Daddy, two children’s voices whispered…familiar voices.

“Billy?” Duane yelped, then rushed down the rest of the stairs, almost tripping at one point. “Sue?”

He stopped dead in his tracks just a few steps from the bottom. For in the basement, he saw a hill of charred corpses. It seemed to be pretty much the entire population of his village here in this large basement. The stench was unbearable. He put his hand over his mouth and nose, then continued inside.

Daddy, Billy’s and Sue’s voices said again.

“Where are you?” Duane asked in sobs, his eyes darting all over the place to find their ghosts.

Over here, Daddy, they whispered. He followed their voices over to the hill of bodies.

He stopped before a slope of the hill of corpses when he saw two tiny, blackened arms sticking out, each with a distinctive bracelet on its wrist. Though they were damaged by the fire, he could still recognize them by the names carved into them: Billy and Sue.

He’d given them the bracelets as gifts a year ago.

He broke down and wailed, “Oh, my babies!”

Why’d you do it, Daddy? Billy’s voice asked from over his right ear.

His head spun around behind him, and he looked up to see floating apparitions of his eight-year-old boy and six-year-old girl. They looked down at him with a kind of despairing frown that should never be seen on children.

“Why’d I do what, boy?” Duane asked in sobs.

Kill those three men you were workin’ with, Sue asked. Weren’t they yer friends? You’re never supposed to do that to yer friends, ain’t that right, Daddy?

Duane’s heart was pounding with terror to know that they knew something they couldn’t have known. The words of his sweet, innocent daughter gave him a pang of conscience.

It’s enough of a sin that you robbed that bank and had your men burn those buildings and kill all the people in ’em, but killin’ yer own buddies, Daddy? Billy asked in that haunting, echoing voice. That’s just too much.

An’ yer buddies done killed all o’ us to get back at you, Daddy, Sue said in that same, chilling whisper. If you hadn’t done killed ’em, they wouldn’t ‘a’ killed us.

“How could this’ve happened?” Duane sobbed. “I just wanted to use all the loot to help our poor town to invest it and prosper. Those three men were just thieves. No one woulda missed ’em.”

You got greedy, Duane, the familiar voice of a man, Clifford’s, rang in Duane’s ears. I told you you’d pay dearly for your sins.

Duane turned his head slowly, away from the ghosts of his kids, the other way to find the source of Clifford’s voice. Sure enough, now he saw apparitions of not only his ghost, but also the ghosts of George and Ronald.

It’s payback time, Duane, George said.

Remember what it says in Galatians 6:7, Ronald said. Be not deceived; God is not mocked: for whatsoever a man soweth, that shall he also reap.

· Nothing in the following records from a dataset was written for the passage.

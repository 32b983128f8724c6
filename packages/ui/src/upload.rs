use api::ImageFile;
use dioxus::html::FileData;

/// Read picked files into memory for a multipart upload.
/// Files that fail to read are logged and skipped.
pub async fn read_images(files: Vec<FileData>) -> Vec<ImageFile> {
    let mut images = Vec::with_capacity(files.len());
    for file in files {
        let name = file.name();
        match file.read_bytes().await {
            Ok(bytes) => {
                let mut image = ImageFile::new(name, bytes.to_vec());
                if let Some(content_type) = file.content_type() {
                    image = image.with_content_type(content_type);
                }
                images.push(image);
            }
            Err(e) => tracing::error!("Failed to read {}: {:?}", name, e),
        }
    }
    images
}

“Since when are you a preacher all of a sudden, Ronald?” Duane said. “You’re as much an unrepentant sinner as I am. I never committed arson, as you ‘n’ yer brother done!”

True, but we’re paying for our sins now, Ronald said. As you will be doin’ soon…with us, in Hell!

All three ghosts were glowing and hovering over Duane’s head, looking down at him with malevolent smiles.

But before you’re sent to Hell, where we’ll really torment you, Clifford said, we want you to see how all your efforts to help your town done the opposite.

“How’d you kill everyone here, you sumbitches?” Duane asked.

Well, after we raped yer wife… Ronald said.

…and did things to her that are illegal in every state in the Union, George added with a lewd grin. What exactly are the laws against sodomy, fellas?

“You shut yer goddam mouth, George! That’s my wife you stained!”

Oh, yeah? George said. Whatcha goin’ do about it? Shoot a ghost?

We played the incubus on yer wife as part of yer payback for betrayin’ us, Clifford said.

Yeah, Ronald said. You ain’t got no right to complain.

Anyway, after we had her, we took possession of all the people in this town, Clifford said.

We led ’em all down into this here saloon, down into this here basement, and locked ’em in, George said.

Then George ‘n’ me set fire to the building, Ronald said. It was fun listenin’ to all o’ them screamin’.

Especially the cryin’ o’ yer two li’l brats, George said.

“You bastards!” Duane shouted.

Shouldn’t ‘a’ killed us, Duane, Clifford said. And now it’s your turn to die.

And when we have you with us in Hell, that’s when the real torture begins, George said with a malicious grin.

“Whatcha gonna be able to do to me if I’m already dead?”

You’ll see, Clifford said. In Hell, there’s sufferin’ you’d never dream of up here on Earth.

Just so you know, it ain’t just yer wife ‘n’ kids that are ghosts, Ronald said. Yo mama, papa, ‘n’ kid sister were in that fire, too. Look aroun’ in that pile o’ bodies. You’ll find ’em in there, too.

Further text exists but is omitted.